The Eleventh Circuit has not addressed this question. Neither has any other federal appellate court. But this Court need not break new ground. A plethora of district courts—including at least three courts in the Eleventh Circuit—have reached the issue. And the overwhelming majority of them have come to the same conclusion: the TCPA (sans the government-debt exception) remains fully enforceable as to robocalls made between November 2, 2015 and July 6, 2020. E.g., Bonkuri v. Grand Caribbean Cruises, Inc. , 513 F.Supp.3d 1360, 1363 (S.D. Fla. 2021) ("[I]t appears that the clear majority of cases to consider this issue have allowed parties to continue to bring § 227(b) claims post- AAPC . ") (collecting cases). See also ECF 99-1, at 12–14 (collecting cases). Conversely, only three district courts have agreed with Aviation Institute that severability is not retroactive and the government-debt exception rendered the entire TCPA unconstitutional during its effective period. Cunningham v. Matrix Fin. Servs., LLC , No. 4:19-cv-896, 531 F.Supp.3d 1164 (E.D. Tex. Mar. 31, 2021) ; Lindenbaum v. Realgy, LLC , 497 F.Supp.3d 290 (N.D. Ohio 2020) ; Creasy v. Charter Commc'ns, Inc. , 489 F. Supp. 3d 499 (E.D. La. 2020).
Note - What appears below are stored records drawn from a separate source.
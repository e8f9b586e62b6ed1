//! Reward computation for accepted proofs.
//!
//! The gross reward is `baseReward x complexityMultiplier x
//! significanceMultiplier x researchValue / 10000`; the burn is a
//! significance-scaled slice of whatever was sourced; and when the mining
//! pool cannot cover the gross the engine switches to a bounded asymptotic
//! emission instead of failing. All math is integer and truncating.

mod schedule;

pub use schedule::{RewardSchedule, SignificanceClass};

use serde::{Deserialize, Serialize};

use crate::types::{MintAmount, GENESIS_SUPPLY};

/// Where an accepted proof's payout came from
#[derive(Clone, Copy, Debug, PartialEq, Eq, Serialize, Deserialize)]
pub enum RewardSource {
    /// Funded by the mining-rewards pool
    MiningPool,
    /// Funded by the asymptotic emission fallback
    AsymptoticEmission,
}

/// The full payout math for one accepted proof
#[derive(Clone, Copy, Debug, PartialEq, Eq, Serialize, Deserialize)]
pub struct RewardBreakdown {
    /// Pool-path gross computed from the tier tables
    pub requested: MintAmount,
    /// Amount actually sourced (equals `requested` on the pool path)
    pub gross: MintAmount,
    /// Portion destroyed
    pub burn: MintAmount,
    /// Portion credited to the miner
    pub net: MintAmount,
    /// Funding source
    pub source: RewardSource,
}

/// Gross reward for a scored proof. Saturates at `GENESIS_SUPPLY` if a
/// custom schedule overflows the multiplication chain.
#[must_use]
pub fn gross_reward(
    schedule: &RewardSchedule,
    base_reward: MintAmount,
    complexity: u8,
    significance: u8,
    research_value: u64,
) -> MintAmount {
    let complexity_multiplier = schedule.complexity_multiplier(complexity);
    let significance_multiplier = schedule.significance_multiplier(significance);

    base_reward
        .checked_mul(u128::from(complexity_multiplier))
        .and_then(|r| r.checked_mul(u128::from(significance_multiplier)))
        .and_then(|r| r.checked_mul(u128::from(research_value)))
        .and_then(|r| r.checked_div(10_000))
        .unwrap_or(MintAmount::from_raw(GENESIS_SUPPLY))
}

/// Asymptotic emission for a research value:
/// `baseEmission x (10000 + researchValue x 25 / 10000) / 10000`, capped.
#[must_use]
pub fn asymptotic_emission(
    base_emission: MintAmount,
    emission_cap: MintAmount,
    research_value: u64,
) -> MintAmount {
    let bump = u128::from(research_value) * 25 / 10_000;
    let factor = 10_000 + bump;

    let emission = base_emission
        .checked_mul(factor)
        .and_then(|e| e.checked_div(10_000))
        .unwrap_or(emission_cap);

    emission.min(emission_cap)
}

/// Decide the payout for an accepted proof given the current mining-pool
/// balance. Pool depletion is a funding decision here, never an error.
#[must_use]
pub fn reward_for(
    schedule: &RewardSchedule,
    base_reward: MintAmount,
    complexity: u8,
    significance: u8,
    research_value: u64,
    pool_available: MintAmount,
    base_emission: MintAmount,
    emission_cap: MintAmount,
) -> RewardBreakdown {
    let requested = gross_reward(schedule, base_reward, complexity, significance, research_value);
    let burn_bps = schedule.burn_rate_bps(significance);

    if pool_available >= requested {
        let burn = requested.basis_points(burn_bps);
        RewardBreakdown {
            requested,
            gross: requested,
            burn,
            net: requested.saturating_sub(burn),
            source: RewardSource::MiningPool,
        }
    } else {
        let emission = asymptotic_emission(base_emission, emission_cap, research_value);
        let burn = emission.basis_points(burn_bps);
        RewardBreakdown {
            requested,
            gross: emission,
            burn,
            net: emission.saturating_sub(burn),
            source: RewardSource::AsymptoticEmission,
        }
    }
}

#[cfg(test)]
mod tests {
    use super::*;
    use crate::types::ONE_MINT;

    fn base() -> MintAmount {
        // top-tier catalog base reward
        MintAmount::from_micro(100)
    }

    #[test]
    fn test_millennium_gross() {
        // complexity 95 (10x), significance 10 (25x), research value 95000
        let gross = gross_reward(&RewardSchedule::default(), base(), 95, 10, 95_000);

        // 1e14 * 1000 * 2500 * 95000 / 10000 = 2375 MINT
        assert_eq!(gross, MintAmount::from_mint(2375));
    }

    #[test]
    fn test_minimal_gross() {
        // complexity 1 (1x), significance 2 (1x), research value 200
        let gross = gross_reward(&RewardSchedule::default(), base(), 1, 2, 200);

        // 1e14 * 100 * 100 * 200 / 10000 = 0.02 MINT
        assert_eq!(gross.raw(), ONE_MINT / 50);
    }

    #[test]
    fn test_pool_path_breakdown() {
        let breakdown = reward_for(
            &RewardSchedule::default(),
            base(),
            95,
            10,
            95_000,
            MintAmount::from_mint(100_000_000),
            MintAmount::from_mint(1000),
            MintAmount::from_mint(1500),
        );

        assert_eq!(breakdown.source, RewardSource::MiningPool);
        assert_eq!(breakdown.requested, MintAmount::from_mint(2375));
        assert_eq!(breakdown.gross, breakdown.requested);
        // 25% millennium burn
        assert_eq!(breakdown.burn.raw(), MintAmount::from_mint(2375).raw() / 4);
        assert_eq!(breakdown.net, breakdown.gross - breakdown.burn);
    }

    #[test]
    fn test_emission_path_breakdown() {
        let breakdown = reward_for(
            &RewardSchedule::default(),
            base(),
            95,
            10,
            95_000,
            MintAmount::from_mint(10),
            MintAmount::from_mint(1000),
            MintAmount::from_mint(1500),
        );

        assert_eq!(breakdown.source, RewardSource::AsymptoticEmission);
        // 1000 * (10000 + 95000*25/10000) / 10000 = 1023.7 MINT
        assert_eq!(breakdown.gross.raw(), 1_023_700_000_000_000_000_000);
        assert_eq!(breakdown.burn, breakdown.gross.basis_points(2500));
        assert_eq!(breakdown.net, breakdown.gross - breakdown.burn);
        // the pool-path number is preserved for observability
        assert_eq!(breakdown.requested, MintAmount::from_mint(2375));
    }

    #[test]
    fn test_emission_cap() {
        let emission = asymptotic_emission(
            MintAmount::from_mint(1000),
            MintAmount::from_mint(1010),
            100_000,
        );
        assert_eq!(emission, MintAmount::from_mint(1010));

        // under the cap the formula applies untouched
        let emission = asymptotic_emission(
            MintAmount::from_mint(1000),
            MintAmount::from_mint(1500),
            100_000,
        );
        assert_eq!(emission, MintAmount::from_mint(1025));
    }

    #[test]
    fn test_emission_grows_with_research_value() {
        let cap = MintAmount::from_mint(1500);
        let base_emission = MintAmount::from_mint(1000);

        let small = asymptotic_emission(base_emission, cap, 400);
        let large = asymptotic_emission(base_emission, cap, 95_000);

        assert!(small >= base_emission);
        assert!(large > small);
    }

    #[test]
    fn test_truncating_division() {
        // research value 399: 399*25/10000 truncates to 0, so no bump
        let emission = asymptotic_emission(
            MintAmount::from_mint(1000),
            MintAmount::from_mint(1500),
            399,
        );
        assert_eq!(emission, MintAmount::from_mint(1000));
    }
}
A fourth district court—Hussain v. Sullivan Buick-Cadillac-GMC Truck, Inc. , 506 F.Supp.3d 1242 (M.D. Fla. 2020) — initially agreed with Aviation Institute's position and found that it lacked subject matter jurisdiction. However, that court expressly reversed itself in a later opinion on the same issue. Boisvert v. Carnival Corp. , No. 8:20-cv-2076-30SPF, 2021 WL 1329079, at *2 (M.D. Fla. Mar. 12, 2021) ("Upon further reflection, the Court departs from its earlier opinion because, since the Court's Order in Hussain , every court faced with this same issue has concluded that a plaintiff may continue to bring § 227(b) claims postAAPC . ").
The Court agrees with the majority approach. As a threshold matter, Person asserts two claims for violation of the TCPA: Count I under 47 U.S.C. § 227(b)(1)(A)(iii) and Count II under 47 U.S.C. § 227(c)(5). AAPC is not relevant to Count II. Congress has never amended § 227(c)(5) to carve out an exception permitting the government to make robocalls to collect a debt. As recently summarized by one district court:
[T]he AAPC decision itself indicates that plaintiffs challenged only a limited provision within the TCPA, 47 U.S.C. § 227(b)(1)(A)(iii) ... the 2015 amendment at issue in AAPC had no impact on Section 227(c). Thus, Section 227(c) remained fully operative as a law during the intervening years between the 2015 amendment and the Supreme Court's decision. The 2015 amendment having been found unconstitutional, has no bearing on Section 227(c), which remains valid.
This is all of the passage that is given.